Titik pengalaman “exposure” yang cukup penting yang kedua gw alami di tahun 2016 waktu gw bekerja di Uber. Entah kenapa di situ gw beneran merasa ketemu (terkena “exposure” dengan) orang2 hebat yang kerja di sana. Jadinya pengalaman itu yang lebih banyak mengajar dan menginspirasi gw daripada kuliah 2 tahun gw di U of Washington mungkin.

Gimana sekarang? Selama 1 tahun lebih gw kerja di Berlin ini, pengalaman kerja gw lumayan chill. Gw lumayan menikmati hidup slow di Eropa. Gw kehilangan excitement dari “exposure” ini.

Sampai minggu lalu, akhirnya gw mencicipi excitement dari “exposure” ini lagi waktu gw ikut Leading Design Conference 2023 di London.

Di sana, gw jadi disadarkan lagi bahwa ada banyak “Stanford-Stanford” di dunia UX/design leadership yang bisa gw kejar atau coba cicipi. Jadi terpercik lagi api semangatnya karena melihat betapa banyak dent yang bisa dibuat di dunia UX/product design ini.

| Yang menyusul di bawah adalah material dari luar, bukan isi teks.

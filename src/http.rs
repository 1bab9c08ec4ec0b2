//! Request and response snapshots passed through the gateway.
//!
//! Payloads are opaque bytes; only method, URL, headers and status are
//! interpreted.

use color_eyre::{eyre::eyre, Result};
use serde::{Deserialize, Serialize};
use std::collections::BTreeMap;
use url::Url;

pub type Headers = BTreeMap<String, String>;

/// How the request was issued by the application.
#[derive(Debug, Clone, Copy, Default, PartialEq, Eq, Serialize, Deserialize)]
#[serde(rename_all = "lowercase")]
pub enum RequestMode {
  /// Top-level page navigation
  Navigate,
  /// Subresource or programmatic fetch
  #[default]
  Resource,
}

#[derive(Debug, Clone, PartialEq, Eq, Serialize, Deserialize)]
pub struct Request {
  pub method: String,
  pub url: Url,
  #[serde(default)]
  pub headers: Headers,
  #[serde(default, with = "base64_body::option")]
  pub body: Option<Vec<u8>>,
  #[serde(default)]
  pub mode: RequestMode,
}

impl Request {
  pub fn new(method: &str, url: Url) -> Self {
    Self {
      method: method.to_ascii_uppercase(),
      url,
      headers: Headers::new(),
      body: None,
      mode: RequestMode::Resource,
    }
  }

  #[cfg(test)]
  pub fn get(url: Url) -> Self {
    Self::new("GET", url)
  }

  /// Build a request from a path or absolute URL, resolving against `origin`.
  pub fn parse(method: &str, target: &str, origin: &Url) -> Result<Self> {
    let url = origin
      .join(target)
      .map_err(|e| eyre!("Invalid request URL '{}': {}", target, e))?;
    Ok(Self::new(method, url))
  }

  pub fn navigate(mut self) -> Self {
    self.mode = RequestMode::Navigate;
    self
  }

  pub fn with_header(mut self, name: &str, value: &str) -> Self {
    self.headers.insert(name.to_ascii_lowercase(), value.to_string());
    self
  }

  pub fn with_body(mut self, body: impl Into<Vec<u8>>) -> Self {
    self.body = Some(body.into());
    self
  }

  pub fn is_get(&self) -> bool {
    self.method == "GET"
  }

  pub fn is_navigation(&self) -> bool {
    self.mode == RequestMode::Navigate
  }

  /// Canonical cache key: `METHOD:` followed by path and query for
  /// same-origin requests, or the full URL for anything else.
  pub fn cache_key(&self, origin: &Url) -> String {
    if self.url.origin() == origin.origin() {
      match self.url.query() {
        Some(q) => format!("{}:{}?{}", self.method, self.url.path(), q),
        None => format!("{}:{}", self.method, self.url.path()),
      }
    } else {
      let mut url = self.url.clone();
      url.set_fragment(None);
      format!("{}:{}", self.method, url)
    }
  }
}

#[derive(Debug, Clone, PartialEq, Eq, Serialize, Deserialize)]
pub struct Response {
  pub status: u16,
  #[serde(default)]
  pub headers: Headers,
  #[serde(default, with = "base64_body")]
  pub body: Vec<u8>,
}

impl Response {
  pub fn new(status: u16, content_type: &str, body: impl Into<Vec<u8>>) -> Self {
    let mut headers = Headers::new();
    headers.insert("content-type".to_string(), content_type.to_string());
    Self {
      status,
      headers,
      body: body.into(),
    }
  }

  #[cfg(test)]
  pub fn ok(content_type: &str, body: impl Into<Vec<u8>>) -> Self {
    Self::new(200, content_type, body)
  }

  /// Bare 503 used when a static asset can be neither fetched nor served.
  pub fn service_unavailable() -> Self {
    Self::new(503, "text/plain", "Offline")
  }

  /// Only full 200 responses are ever persisted.
  pub fn is_cacheable(&self) -> bool {
    self.status == 200
  }

  pub fn is_success(&self) -> bool {
    (200..300).contains(&self.status)
  }

  pub fn body_text(&self) -> String {
    String::from_utf8_lossy(&self.body).into_owned()
  }
}

/// Payloads cross the JSON boundary as standard base64 so arbitrary bytes
/// survive unchanged.
pub mod base64_body {
  use base64::prelude::*;
  use serde::{Deserialize, Deserializer, Serializer};

  pub fn serialize<S: Serializer>(bytes: &[u8], serializer: S) -> Result<S::Ok, S::Error> {
    serializer.serialize_str(&BASE64_STANDARD.encode(bytes))
  }

  pub fn deserialize<'de, D: Deserializer<'de>>(deserializer: D) -> Result<Vec<u8>, D::Error> {
    let encoded = String::deserialize(deserializer)?;
    BASE64_STANDARD
      .decode(encoded)
      .map_err(serde::de::Error::custom)
  }

  pub mod option {
    use base64::prelude::*;
    use serde::{Deserialize, Deserializer, Serializer};

    pub fn serialize<S: Serializer>(
      bytes: &Option<Vec<u8>>,
      serializer: S,
    ) -> Result<S::Ok, S::Error> {
      match bytes {
        Some(bytes) => super::serialize(bytes, serializer),
        None => serializer.serialize_none(),
      }
    }

    pub fn deserialize<'de, D: Deserializer<'de>>(
      deserializer: D,
    ) -> Result<Option<Vec<u8>>, D::Error> {
      match Option::<String>::deserialize(deserializer)? {
        Some(encoded) => BASE64_STANDARD
          .decode(encoded)
          .map(Some)
          .map_err(serde::de::Error::custom),
        None => Ok(None),
      }
    }
  }
}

Di conference itu gw berpikir “I wish “exposure” ini bisa dicicipi oleh semua product designer, UX researcher, content designer, design leader di Indonesia juga. Gimana yah caranya?”. Karena gw sadar kalau dapetin exposure seperti itu ga gampang. Bisa semahal tiket pesawat ke London atau sesusah bisa ketrima kerja di FAANG.

Makanya gw berpikir komunitas UX/design itu walaupun se-cringe apapun sebenernya masih ada perannya -> untuk memberikan privilege exposure lebih merata ke semua orang. Sesimple dulu misalnya Bukalapak buat UX Research conference yang undang UX Researcher dari Uber dan Google, itu tim design Bukalapak sedang berusaha membagi exposure itu ke lebih banyak orang. UX Researcher yang one man team di startup kecil pun jadi bisa tau “Ooo kaya gitu yah conducting analogous research. Seru juga. Gw mau cobain belajar metode itu ah.”

Exposure ini juga sebenernya bisa disebarkan lewat mentoring atau tulisan. Misalin ada satu anak intern bisa have 1o1 dengan Devena, designer di Amsterdam, nurut gw si anak ini bisa mencicipi “exposure” tadi.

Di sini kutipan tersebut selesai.